◆ **What you should do**
The answer must be an exact transcription of all the records below.

(Dataset records)
::::::::::

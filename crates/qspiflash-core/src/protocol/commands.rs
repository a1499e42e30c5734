//! Flash command facade
//!
//! Thin wrappers that build an [`InstructionDescriptor`] from an opcode and
//! hand a [`TransferRequest`] to the transport. No opcode validation is done
//! here; transport errors are returned unchanged.

use crate::error::Result;
use crate::spi::{
    InstructionDescriptor, TransferRequest, FAST_READ, PAGE_PROGRAM, QUAD_PAGE_PROGRAM, QUAD_READ,
};
use crate::transport::QspiTransport;

/// Lane usage for memory-mapped data transfers
#[derive(Debug, Clone, Copy, Default, PartialEq, Eq)]
pub enum MemoryAccess {
    /// Quad output read (0x6B) and quad page program (0x32)
    #[default]
    Quad,
    /// Fast read (0x0B) and page program (0x02)
    Single,
}

impl MemoryAccess {
    /// Instruction used to read memory
    pub const fn read_instruction(&self) -> InstructionDescriptor {
        match self {
            Self::Quad => QUAD_READ,
            Self::Single => FAST_READ,
        }
    }

    /// Instruction used to program a page
    pub const fn program_instruction(&self) -> InstructionDescriptor {
        match self {
            Self::Quad => QUAD_PAGE_PROGRAM,
            Self::Single => PAGE_PROGRAM,
        }
    }
}

/// Send an opcode with no address and no data (e.g., WREN, RSTEN)
pub fn run_command<T: QspiTransport + ?Sized>(transport: &mut T, opcode: u8) -> Result<()> {
    let mut request = TransferRequest::new(InstructionDescriptor::command(opcode));
    transport.execute(&mut request)
}

/// Send an opcode and read `buf.len()` bytes back (e.g., RDSR, RDID)
pub fn read_command<T: QspiTransport + ?Sized>(
    transport: &mut T,
    opcode: u8,
    buf: &mut [u8],
) -> Result<()> {
    let mut request = TransferRequest::read(InstructionDescriptor::register(opcode), buf);
    transport.execute(&mut request)
}

/// Send an opcode followed by `data` (e.g., WRSR)
pub fn write_command<T: QspiTransport + ?Sized>(
    transport: &mut T,
    opcode: u8,
    data: &[u8],
) -> Result<()> {
    // Register descriptors are typed as reads; the frame encoder turns this
    // into a write because transmit data is present.
    let mut request = TransferRequest::write(InstructionDescriptor::register(opcode), data);
    transport.execute(&mut request)
}

/// Send an opcode followed by an address (e.g., sector erase)
pub fn erase_command<T: QspiTransport + ?Sized>(
    transport: &mut T,
    opcode: u8,
    address: u32,
) -> Result<()> {
    let mut request = TransferRequest::new(InstructionDescriptor::erase(opcode)).with_address(address);
    transport.execute(&mut request)
}

/// Quad read of `buf.len()` bytes starting at `address`
pub fn read_memory<T: QspiTransport + ?Sized>(
    transport: &mut T,
    address: u32,
    buf: &mut [u8],
) -> Result<()> {
    read_memory_with(transport, MemoryAccess::Quad, address, buf)
}

/// Quad page program of `data` at `address`
///
/// The caller is responsible for write-enable and for keeping `data` inside
/// one page.
pub fn write_memory<T: QspiTransport + ?Sized>(
    transport: &mut T,
    address: u32,
    data: &[u8],
) -> Result<()> {
    write_memory_with(transport, MemoryAccess::Quad, address, data)
}

/// Read memory using the given lane configuration
pub fn read_memory_with<T: QspiTransport + ?Sized>(
    transport: &mut T,
    access: MemoryAccess,
    address: u32,
    buf: &mut [u8],
) -> Result<()> {
    let mut request = TransferRequest::read(access.read_instruction(), buf).with_address(address);
    transport.execute(&mut request)
}

/// Program memory using the given lane configuration
pub fn write_memory_with<T: QspiTransport + ?Sized>(
    transport: &mut T,
    access: MemoryAccess,
    address: u32,
    data: &[u8],
) -> Result<()> {
    let mut request =
        TransferRequest::write(access.program_instruction(), data).with_address(address);
    transport.execute(&mut request)
}

#[cfg(all(test, feature = "std"))]
mod tests {
    use super::*;
    use crate::error::Error;
    use crate::spi::{opcodes, TransferType};
    use crate::transport::mock::MockTransport;

    #[test]
    fn test_run_command() {
        let mut t = MockTransport::new();
        run_command(&mut t, opcodes::WREN).unwrap();
        let r = &t.log[0];
        assert_eq!(r.opcode, 0x06);
        assert_eq!(r.address, None);
        assert!(!r.frame.has_data());
        assert!(r.tx.is_empty() && r.rx_len == 0);
    }

    #[test]
    fn test_read_command() {
        let mut t = MockTransport::new();
        t.jedec = [0xEF, 0x40, 0x17];
        let mut id = [0u8; 3];
        read_command(&mut t, opcodes::RDID, &mut id).unwrap();
        assert_eq!(id, [0xEF, 0x40, 0x17]);
        assert_eq!(t.log[0].frame.transfer_type(), TransferType::Read);
        assert_eq!(t.log[0].rx_len, 3);
    }

    #[test]
    fn test_write_command_is_encoded_as_write() {
        let mut t = MockTransport::new();
        write_command(&mut t, opcodes::WRSR, &[0x00, 0x02]).unwrap();
        let r = &t.log[0];
        assert_eq!(r.frame.transfer_type(), TransferType::Write);
        assert!(r.frame.has_data());
        assert_eq!(r.tx, [0x00, 0x02]);
    }

    #[test]
    fn test_erase_command() {
        let mut t = MockTransport::new();
        erase_command(&mut t, opcodes::SE_20, 0x3000).unwrap();
        let r = &t.log[0];
        assert_eq!(r.address, Some(0x3000));
        assert!(r.frame.has_address());
        assert!(!r.frame.has_data());
    }

    #[test]
    fn test_read_memory_uses_quad_read() {
        let mut t = MockTransport::new();
        t.memory[0x10..0x14].copy_from_slice(&[1, 2, 3, 4]);
        let mut buf = [0u8; 4];
        read_memory(&mut t, 0x10, &mut buf).unwrap();
        assert_eq!(buf, [1, 2, 3, 4]);
        let r = &t.log[0];
        assert_eq!(r.opcode, opcodes::QOR);
        assert_eq!(r.frame.dummy_cycles(), 8);
        assert_eq!(r.frame.transfer_type(), TransferType::ReadMemory);
    }

    #[test]
    fn test_write_memory_single_lane() {
        let mut t = MockTransport::new();
        write_memory_with(&mut t, MemoryAccess::Single, 0x100, &[0xAA; 16]).unwrap();
        let r = &t.log[0];
        assert_eq!(r.opcode, opcodes::PP);
        assert_eq!(r.frame.transfer_type(), TransferType::WriteMemory);
        assert_eq!(r.tx.len(), 16);
    }

    #[test]
    fn test_transport_error_propagates() {
        let mut t = MockTransport::new();
        t.fail_opcode = Some(opcodes::WREN);
        assert_eq!(run_command(&mut t, opcodes::WREN), Err(Error::TransferFailed));
    }
}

::::::::::

◆ **Task result**
filename crates/qspiflash-core/src/protocol/commands.rs
repository a1499e42e30c5734
//! Flash command facade
//!
//! Thin wrappers that build an [`InstructionDescriptor`] from an opcode and
//! hand a [`TransferRequest`] to the transport. No opcode validation is done
//! here; transport errors are returned unchanged.

use crate::error::Result;
use crate::spi::{
    InstructionDescriptor, TransferRequest, FAST_READ, PAGE_PROGRAM, QUAD_PAGE_PROGRAM, QUAD_READ,
};
use crate::transport::QspiTransport;

/// Lane usage for memory-mapped data transfers
#[derive(Debug, Clone, Copy, Default, PartialEq, Eq)]
pub enum MemoryAccess {
    /// Quad output read (0x6B) and quad page program (0x32)
    #[default]
    Quad,
    /// Fast read (0x0B) and page program (0x02)
    Single,
}

impl MemoryAccess {
    /// Instruction used to read memory
    pub const fn read_instruction(&self) -> InstructionDescriptor {
        match self {
            Self::Quad => QUAD_READ,
            Self::Single => FAST_READ,
        }
    }

    /// Instruction used to program a page
    pub const fn program_instruction(&self) -> InstructionDescriptor {
        match self {
            Self::Quad => QUAD_PAGE_PROGRAM,
            Self::Single => PAGE_PROGRAM,
        }
    }
}

/// Send an opcode with no address and no data (e.g., WREN, RSTEN)
pub fn run_command<T: QspiTransport + ?Sized>(transport: &mut T, opcode: u8) -> Result<()> {
    let mut request = TransferRequest::new(InstructionDescriptor::command(opcode));
    transport.execute(&mut request)
}

/// Send an opcode and read `buf.len()` bytes back (e.g., RDSR, RDID)
pub fn read_command<T: QspiTransport + ?Sized>(
    transport: &mut T,
    opcode: u8,
    buf: &mut [u8],
) -> Result<()> {
    let mut request = TransferRequest::read(InstructionDescriptor::register(opcode), buf);
    transport.execute(&mut request)
}

/// Send an opcode followed by `data` (e.g., WRSR)
pub fn write_command<T: QspiTransport + ?Sized>(
    transport: &mut T,
    opcode: u8,
    data: &[u8],
) -> Result<()> {
    // Register descriptors are typed as reads; the frame encoder turns this
    // into a write because transmit data is present.
    let mut request = TransferRequest::write(InstructionDescriptor::register(opcode), data);
    transport.execute(&mut request)
}

/// Send an opcode followed by an address (e.g., sector erase)
pub fn erase_command<T: QspiTransport + ?Sized>(
    transport: &mut T,
    opcode: u8,
    address: u32,
) -> Result<()> {
    let mut request = TransferRequest::new(InstructionDescriptor::erase(opcode)).with_address(address);
    transport.execute(&mut request)
}

/// Quad read of `buf.len()` bytes starting at `address`
pub fn read_memory<T: QspiTransport + ?Sized>(
    transport: &mut T,
    address: u32,
    buf: &mut [u8],
) -> Result<()> {
    read_memory_with(transport, MemoryAccess::Quad, address, buf)
}

/// Quad page program of `data` at `address`
///
/// The caller is responsible for write-enable and for keeping `data` inside
/// one page.
pub fn write_memory<T: QspiTransport + ?Sized>(
    transport: &mut T,
    address: u32,
    data: &[u8],
) -> Result<()> {
    write_memory_with(transport, MemoryAccess::Quad, address, data)
}

/// Read memory using the given lane configuration
pub fn read_memory_with<T: QspiTransport + ?Sized>(
    transport: &mut T,
    access: MemoryAccess,
    address: u32,
    buf: &mut [u8],
) -> Result<()> {
    let mut request = TransferRequest::read(access.read_instruction(), buf).with_address(address);
    transport.execute(&mut request)
}

/// Program memory using the given lane configuration
pub fn write_memory_with<T: QspiTransport + ?Sized>(
    transport: &mut T,
    access: MemoryAccess,
    address: u32,
    data: &[u8],
) -> Result<()> {
    let mut request =
        TransferRequest::write(access.program_instruction(), data).with_address(address);
    transport.execute(&mut request)
}

#[cfg(all(test, feature = "std"))]
mod tests {
    use super::*;
    use crate::error::Error;
    use crate::spi::{opcodes, TransferType};
    use crate::transport::mock::MockTransport;

    #[test]
    fn test_run_command() {
        let mut t = MockTransport::new();
        run_command(&mut t, opcodes::WREN).unwrap();
        let r = &t.log[0];
        assert_eq!(r.opcode, 0x06);
        assert_eq!(r.address, None);
        assert!(!r.frame.has_data());
        assert!(r.tx.is_empty() && r.rx_len == 0);
    }

    #[test]
    fn test_read_command() {
        let mut t = MockTransport::new();
        t.jedec = [0xEF, 0x40, 0x17];
        let mut id = [0u8; 3];
        read_command(&mut t, opcodes::RDID, &mut id).unwrap();
        assert_eq!(id, [0xEF, 0x40, 0x17]);
        assert_eq!(t.log[0].frame.transfer_type(), TransferType::Read);
        assert_eq!(t.log[0].rx_len, 3);
    }

    #[test]
    fn test_write_command_is_encoded_as_write() {
        let mut t = MockTransport::new();
        write_command(&mut t, opcodes::WRSR, &[0x00, 0x02]).unwrap();
        let r = &t.log[0];
        assert_eq!(r.frame.transfer_type(), TransferType::Write);
        assert!(r.frame.has_data());
        assert_eq!(r.tx, [0x00, 0x02]);
    }

    #[test]
    fn test_erase_command() {
        let mut t = MockTransport::new();
        erase_command(&mut t, opcodes::SE_20, 0x3000).unwrap();
        let r = &t.log[0];
        assert_eq!(r.address, Some(0x3000));
        assert!(r.frame.has_address());
        assert!(!r.frame.has_data());
    }

    #[test]
    fn test_read_memory_uses_quad_read() {
        let mut t = MockTransport::new();
        t.memory[0x10..0x14].copy_from_slice(&[1, 2, 3, 4]);
        let mut buf = [0u8; 4];
        read_memory(&mut t, 0x10, &mut buf).unwrap();
        assert_eq!(buf, [1, 2, 3, 4]);
        let r = &t.log[0];
        assert_eq!(r.opcode, opcodes::QOR);
        assert_eq!(r.frame.dummy_cycles(), 8);
        assert_eq!(r.frame.transfer_type(), TransferType::ReadMemory);
    }

    #[test]
    fn test_write_memory_single_lane() {
        let mut t = MockTransport::new();
        write_memory_with(&mut t, MemoryAccess::Single, 0x100, &[0xAA; 16]).unwrap();
        let r = &t.log[0];
        assert_eq!(r.opcode, opcodes::PP);
        assert_eq!(r.frame.transfer_type(), TransferType::WriteMemory);
        assert_eq!(r.tx.len(), 16);
    }

    #[test]
    fn test_transport_error_propagates() {
        let mut t = MockTransport::new();
        t.fail_opcode = Some(opcodes::WREN);
        assert_eq!(run_command(&mut t, opcodes::WREN), Err(Error::TransferFailed));
    }
}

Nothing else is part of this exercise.